Black impala (Aepyceros melampus)
- Impala range between 73 and 92 cm in height.
- Average mass for a male impala is 46 to 76 kg.
- Females weigh 35 to 50 kg.
The black impala, found in very few places in Africa, is an extremely rare type. A recessive gene causes the black colouration in these animals. Impalas are adaptable foragers.
They usually switch between grazing and browsing depending on the season. During wet seasons when grasses are green and growing they graze. The breeding season of impalas, also called rutting, begins toward the end of the wet season in May. The entire affair typically lasts approximately three weeks. While young are usually born after 6–7 months. Fawns are suckled from four to six months.
Sable Antelope (Hippotragus niger)
- Sable's range between 115 and 140 cm.
- Average mass for a male Sable is 200 to 250 kg.
- Females weigh about 180 to 220 kg.
There are 4 recognised subspecies or races of Sable Antelope: Zambian, Common or Southern, Eastern and the Giant or Angolan.
South Africa is the southernmost limit of the Common/Southern African Sable Antelope, with marginal prime habitat available. They are presently described as a conservation dependant species. There are presently believed to be about 700 in the Waterberg region.
Sable’s gestation period is 8 months, and in a breeding herd where their condition can be kept optimal, they can give birth every 10 months. Information from other game breeders declare that a 100% calf rate have been experienced over the past 8 years with cows well maintained. Quality breeding animals can reproduce up to the age of 18 years.
Golden wildebeest (Connochaetes taurines)
- Wildebeest range between 115 and 145 cm
- Average mass for a male Wildebeest is 140 to 250 kg.
- Females weigh about 150 to 180 kg.
Golden Wildebeest are not hybrids and must not be confused with the mixing of Blue and Black Wildebeest that have been referred to as Red Wildebeest. Genetic testing carried out by the Animal Research Institute under the direction of Professor A. Kotzer has confirmed this.
The genes responsible for the Golden colour variation have at this stage not been identified. Historical reports of such animals are not available. Rock paintings by the original inhabitants of our sub region, the bushman, show the existence of wildebeest that are not typically blue but have a distinct golden or ginger colour. According to an article written in Man Magnum magazine a couple of years ago Golden Wildebeest where first seen by farmers in the Tuli Block, Botswana in the 1930’s. They were referred to as Auburn or Vos Wildebeest.
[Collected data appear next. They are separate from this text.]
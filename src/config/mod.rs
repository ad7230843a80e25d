use crate::error::{Error, Result};
use std::path::PathBuf;

#[derive(Debug, Clone)]
pub struct Settings {
    /// Location of the shared credential pool file.
    pub pool_path: PathBuf,

    /// User agent sent on API and HTML requests.
    pub user_agent: String,

    /// Base URL of the GitHub REST API.
    pub api_base: String,

    /// HTTP timeout in seconds for API and HTML requests.
    pub http_timeout_secs: u64,

    /// Maximum HTML page size to download (in bytes).
    pub max_page_size: usize,

    /// Optional single token; when set the dispatcher bypasses the pool.
    pub custom_token: Option<String>,
}

impl Settings {
    /// Load settings from environment variables.
    pub fn from_env() -> Result<Self> {
        let pool_path = std::env::var("REPOGAUGE_POOL_PATH")
            .unwrap_or_else(|_| "./data/tokens.json".to_string())
            .into();

        let user_agent = std::env::var("REPOGAUGE_USER_AGENT")
            .unwrap_or_else(|_| format!("repogauge/{}", env!("CARGO_PKG_VERSION")));

        let api_base = std::env::var("REPOGAUGE_API_BASE")
            .unwrap_or_else(|_| "https://api.github.com".to_string());

        let http_timeout_secs = std::env::var("REPOGAUGE_HTTP_TIMEOUT")
            .unwrap_or_else(|_| "30".to_string())
            .parse()
            .map_err(|_| Error::Config("Invalid REPOGAUGE_HTTP_TIMEOUT value".to_string()))?;

        let max_page_size = std::env::var("REPOGAUGE_MAX_PAGE_SIZE")
            .unwrap_or_else(|_| "5242880".to_string())
            .parse()
            .map_err(|_| Error::Config("Invalid REPOGAUGE_MAX_PAGE_SIZE value".to_string()))?;

        let custom_token = std::env::var("GITHUB_TOKEN").ok();

        Ok(Settings {
            pool_path,
            user_agent,
            api_base,
            http_timeout_secs,
            max_page_size,
            custom_token,
        })
    }

    /// Validate configuration.
    pub fn validate(&self) -> Result<()> {
        if self.http_timeout_secs == 0 {
            return Err(Error::Config("HTTP timeout must be non-zero".to_string()));
        }

        if self.max_page_size == 0 {
            return Err(Error::Config("Max page size must be non-zero".to_string()));
        }

        if self.api_base.is_empty() {
            return Err(Error::Config("API base URL must not be empty".to_string()));
        }

        Ok(())
    }
}

impl Default for Settings {
    fn default() -> Self {
        Self {
            pool_path: "./data/tokens.json".into(),
            user_agent: format!("repogauge/{}", env!("CARGO_PKG_VERSION")),
            api_base: "https://api.github.com".to_string(),
            http_timeout_secs: 30,
            max_page_size: 5_242_880,
            custom_token: None,
        }
    }
}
Cape Buffalo (Syncerus caffer)
- Buffalo's range between 100 and 170 cm in shoulder height.
- Average mass for a male buffalo is 600 to 910 kg.
- Females weigh about 450 to 800 kg.
The African buffalo is a very robust species.. The front hooves of the buffalo are wider than the rear, which is associated with the need to support the weight of the front part of the body, which is more powerful than the back.
The horns of African buffalo are very peculiar. A characteristic feature of them is the fact that the adult bull's horns have fused bases, forming a continuous bone shield referred to as a "boss, forming a protective shield over his head.
Roan Antelope (Hippotragus equinus)
- Roan's range between 140 and 170 cm.
- Average mass for a male Roan is 240 to 310 kg.
- Females weigh about 180 to 240 kg.
Named for the "roan' colour, a reddish brown, they have a lighter underbelly, white eyebrows and cheeks and a black face, lighter in females. There is a short erect mane, a very light beard and prominent red nostrils. The horns are ringed and can reach a metre long in males, slightly shorter in females and they arch backwards slightly.They are similar in appearance to Sable Antelope and can be confused where their ranges overlap. Sable Antelope males are darker, being black rather than dark brown.